ASSIGNMENT >> Quote verbatim the span of lines that begins the listing below and closes with the line containing "use crate::config::LandmarkServiceConfig;".

SUPPLIED INFORMATION >>
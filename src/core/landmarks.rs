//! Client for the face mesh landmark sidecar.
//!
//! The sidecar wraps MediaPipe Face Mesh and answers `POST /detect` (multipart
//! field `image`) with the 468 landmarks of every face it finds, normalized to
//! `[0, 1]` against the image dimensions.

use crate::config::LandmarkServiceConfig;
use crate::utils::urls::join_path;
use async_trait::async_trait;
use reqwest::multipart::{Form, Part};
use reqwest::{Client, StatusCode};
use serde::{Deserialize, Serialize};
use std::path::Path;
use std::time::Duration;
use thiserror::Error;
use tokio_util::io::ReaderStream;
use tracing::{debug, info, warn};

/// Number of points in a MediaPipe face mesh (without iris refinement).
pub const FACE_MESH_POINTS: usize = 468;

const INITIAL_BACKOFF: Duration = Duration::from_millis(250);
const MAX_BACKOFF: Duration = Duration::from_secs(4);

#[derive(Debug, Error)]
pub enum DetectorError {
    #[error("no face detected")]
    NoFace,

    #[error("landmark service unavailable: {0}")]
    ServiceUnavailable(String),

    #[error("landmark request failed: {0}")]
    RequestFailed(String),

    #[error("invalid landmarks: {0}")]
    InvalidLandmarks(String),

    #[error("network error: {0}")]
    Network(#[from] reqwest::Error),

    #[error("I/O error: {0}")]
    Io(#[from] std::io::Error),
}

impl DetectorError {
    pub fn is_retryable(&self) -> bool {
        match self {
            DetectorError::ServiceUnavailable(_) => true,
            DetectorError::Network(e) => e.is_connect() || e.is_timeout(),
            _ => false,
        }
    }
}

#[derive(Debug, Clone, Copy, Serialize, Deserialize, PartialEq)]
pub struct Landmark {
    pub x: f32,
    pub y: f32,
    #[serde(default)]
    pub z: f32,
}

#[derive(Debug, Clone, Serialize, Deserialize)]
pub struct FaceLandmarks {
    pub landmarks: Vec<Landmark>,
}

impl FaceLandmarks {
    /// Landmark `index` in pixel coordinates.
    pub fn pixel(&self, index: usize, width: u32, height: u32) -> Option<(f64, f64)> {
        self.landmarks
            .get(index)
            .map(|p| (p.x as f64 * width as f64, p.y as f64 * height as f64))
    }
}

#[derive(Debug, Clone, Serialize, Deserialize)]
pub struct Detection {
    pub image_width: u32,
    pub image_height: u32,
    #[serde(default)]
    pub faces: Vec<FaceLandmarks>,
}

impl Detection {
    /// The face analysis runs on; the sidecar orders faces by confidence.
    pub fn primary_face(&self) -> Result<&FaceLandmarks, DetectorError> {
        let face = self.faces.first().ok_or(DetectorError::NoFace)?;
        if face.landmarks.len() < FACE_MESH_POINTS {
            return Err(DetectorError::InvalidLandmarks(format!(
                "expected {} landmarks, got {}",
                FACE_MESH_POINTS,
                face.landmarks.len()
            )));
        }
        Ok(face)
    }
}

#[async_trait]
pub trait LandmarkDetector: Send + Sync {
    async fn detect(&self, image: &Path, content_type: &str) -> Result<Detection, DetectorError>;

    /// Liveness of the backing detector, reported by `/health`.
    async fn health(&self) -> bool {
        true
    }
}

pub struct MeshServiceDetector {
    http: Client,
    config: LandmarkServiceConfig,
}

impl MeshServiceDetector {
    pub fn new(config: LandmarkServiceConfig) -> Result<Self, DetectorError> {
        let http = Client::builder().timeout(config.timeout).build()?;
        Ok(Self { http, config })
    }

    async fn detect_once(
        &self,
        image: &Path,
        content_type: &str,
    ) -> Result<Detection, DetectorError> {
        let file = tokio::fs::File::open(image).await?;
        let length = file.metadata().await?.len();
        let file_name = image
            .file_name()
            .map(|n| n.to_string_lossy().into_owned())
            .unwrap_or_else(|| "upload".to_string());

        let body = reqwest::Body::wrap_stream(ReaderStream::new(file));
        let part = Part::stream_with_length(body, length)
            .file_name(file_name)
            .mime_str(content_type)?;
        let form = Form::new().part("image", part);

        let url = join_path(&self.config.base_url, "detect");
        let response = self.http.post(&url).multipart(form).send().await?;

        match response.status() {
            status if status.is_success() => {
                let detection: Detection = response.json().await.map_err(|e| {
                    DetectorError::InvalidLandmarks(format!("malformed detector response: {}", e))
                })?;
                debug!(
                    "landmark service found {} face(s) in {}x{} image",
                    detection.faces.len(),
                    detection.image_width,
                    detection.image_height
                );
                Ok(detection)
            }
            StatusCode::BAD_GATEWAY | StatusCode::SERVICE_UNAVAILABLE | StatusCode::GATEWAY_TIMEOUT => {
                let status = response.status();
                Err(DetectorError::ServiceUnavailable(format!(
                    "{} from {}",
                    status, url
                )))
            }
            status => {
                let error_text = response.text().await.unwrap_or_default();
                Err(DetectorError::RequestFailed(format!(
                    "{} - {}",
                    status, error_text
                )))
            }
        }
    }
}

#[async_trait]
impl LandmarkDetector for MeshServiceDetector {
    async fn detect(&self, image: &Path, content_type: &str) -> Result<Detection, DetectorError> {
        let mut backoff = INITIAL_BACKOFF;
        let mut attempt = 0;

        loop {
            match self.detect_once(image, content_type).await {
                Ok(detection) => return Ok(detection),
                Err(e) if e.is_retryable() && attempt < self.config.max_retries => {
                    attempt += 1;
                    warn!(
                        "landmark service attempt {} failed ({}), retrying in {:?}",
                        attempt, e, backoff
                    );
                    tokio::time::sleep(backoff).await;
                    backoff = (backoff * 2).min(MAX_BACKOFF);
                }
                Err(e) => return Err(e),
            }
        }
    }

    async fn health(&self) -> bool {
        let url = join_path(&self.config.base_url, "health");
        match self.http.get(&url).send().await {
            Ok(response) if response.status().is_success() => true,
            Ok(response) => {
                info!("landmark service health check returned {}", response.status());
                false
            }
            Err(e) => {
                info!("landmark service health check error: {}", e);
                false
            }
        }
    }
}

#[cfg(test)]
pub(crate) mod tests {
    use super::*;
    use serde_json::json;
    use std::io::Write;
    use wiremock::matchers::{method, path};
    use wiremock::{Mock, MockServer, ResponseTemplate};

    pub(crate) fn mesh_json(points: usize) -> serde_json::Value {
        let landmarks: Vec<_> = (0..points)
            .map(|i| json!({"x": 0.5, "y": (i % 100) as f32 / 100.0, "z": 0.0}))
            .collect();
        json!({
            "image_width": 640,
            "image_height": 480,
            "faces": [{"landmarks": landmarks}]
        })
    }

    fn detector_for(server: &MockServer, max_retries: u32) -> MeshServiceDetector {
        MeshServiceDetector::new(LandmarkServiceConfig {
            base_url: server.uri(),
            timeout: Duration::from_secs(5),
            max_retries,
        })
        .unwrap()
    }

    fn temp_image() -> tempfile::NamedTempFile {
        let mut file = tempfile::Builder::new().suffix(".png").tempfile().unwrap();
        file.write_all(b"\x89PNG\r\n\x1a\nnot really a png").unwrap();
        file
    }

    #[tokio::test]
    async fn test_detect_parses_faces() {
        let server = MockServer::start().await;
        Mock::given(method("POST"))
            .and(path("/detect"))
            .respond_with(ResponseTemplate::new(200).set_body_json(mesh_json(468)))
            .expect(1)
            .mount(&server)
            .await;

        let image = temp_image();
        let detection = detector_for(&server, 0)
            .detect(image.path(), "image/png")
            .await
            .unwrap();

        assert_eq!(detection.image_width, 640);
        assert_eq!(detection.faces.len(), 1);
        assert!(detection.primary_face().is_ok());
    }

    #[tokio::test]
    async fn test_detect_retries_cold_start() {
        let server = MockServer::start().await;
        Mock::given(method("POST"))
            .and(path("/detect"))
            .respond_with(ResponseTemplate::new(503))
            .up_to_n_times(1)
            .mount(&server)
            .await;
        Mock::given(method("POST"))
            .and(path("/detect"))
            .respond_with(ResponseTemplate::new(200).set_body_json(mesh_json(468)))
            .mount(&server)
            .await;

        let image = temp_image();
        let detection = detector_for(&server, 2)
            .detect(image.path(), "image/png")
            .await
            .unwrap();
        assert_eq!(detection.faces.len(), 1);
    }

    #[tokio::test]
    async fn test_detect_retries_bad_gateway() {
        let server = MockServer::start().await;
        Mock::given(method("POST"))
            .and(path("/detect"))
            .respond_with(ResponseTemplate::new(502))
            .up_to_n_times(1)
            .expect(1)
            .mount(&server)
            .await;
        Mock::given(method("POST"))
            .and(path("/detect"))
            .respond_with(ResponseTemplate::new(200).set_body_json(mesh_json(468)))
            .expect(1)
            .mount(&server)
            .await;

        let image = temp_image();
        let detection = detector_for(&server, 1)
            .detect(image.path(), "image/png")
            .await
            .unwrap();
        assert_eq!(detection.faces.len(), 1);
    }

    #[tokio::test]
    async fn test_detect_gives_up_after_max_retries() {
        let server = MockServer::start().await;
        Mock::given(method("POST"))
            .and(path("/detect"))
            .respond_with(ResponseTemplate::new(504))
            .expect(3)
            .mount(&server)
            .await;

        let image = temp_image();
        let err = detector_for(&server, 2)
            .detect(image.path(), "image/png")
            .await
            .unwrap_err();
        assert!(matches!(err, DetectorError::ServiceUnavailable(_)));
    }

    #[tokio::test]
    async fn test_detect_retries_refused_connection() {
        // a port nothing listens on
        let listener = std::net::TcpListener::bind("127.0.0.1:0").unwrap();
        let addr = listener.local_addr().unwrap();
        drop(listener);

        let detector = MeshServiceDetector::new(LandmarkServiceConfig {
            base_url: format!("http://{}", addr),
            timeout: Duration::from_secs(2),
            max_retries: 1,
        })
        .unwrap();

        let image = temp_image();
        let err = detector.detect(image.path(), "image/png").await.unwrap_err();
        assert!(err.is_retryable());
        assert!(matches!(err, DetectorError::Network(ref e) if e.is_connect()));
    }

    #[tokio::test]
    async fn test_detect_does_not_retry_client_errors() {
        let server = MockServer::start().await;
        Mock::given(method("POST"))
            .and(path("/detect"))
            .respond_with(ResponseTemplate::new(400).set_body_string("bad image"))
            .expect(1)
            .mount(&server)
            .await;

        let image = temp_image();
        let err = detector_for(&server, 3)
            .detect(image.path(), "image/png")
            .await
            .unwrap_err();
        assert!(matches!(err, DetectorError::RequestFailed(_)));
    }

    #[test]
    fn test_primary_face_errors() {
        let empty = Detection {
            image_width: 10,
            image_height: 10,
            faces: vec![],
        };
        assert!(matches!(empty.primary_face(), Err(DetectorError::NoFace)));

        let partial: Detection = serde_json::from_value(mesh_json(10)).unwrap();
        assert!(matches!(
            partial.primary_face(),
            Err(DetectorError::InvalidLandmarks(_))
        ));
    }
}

TASK SOLUTION >>
filename src/core/landmarks.rs
//! Client for the face mesh landmark sidecar.
//!
//! The sidecar wraps MediaPipe Face Mesh and answers `POST /detect` (multipart
//! field `image`) with the 468 landmarks of every face it finds, normalized to
//! `[0, 1]` against the image dimensions.

use crate::config::LandmarkServiceConfig;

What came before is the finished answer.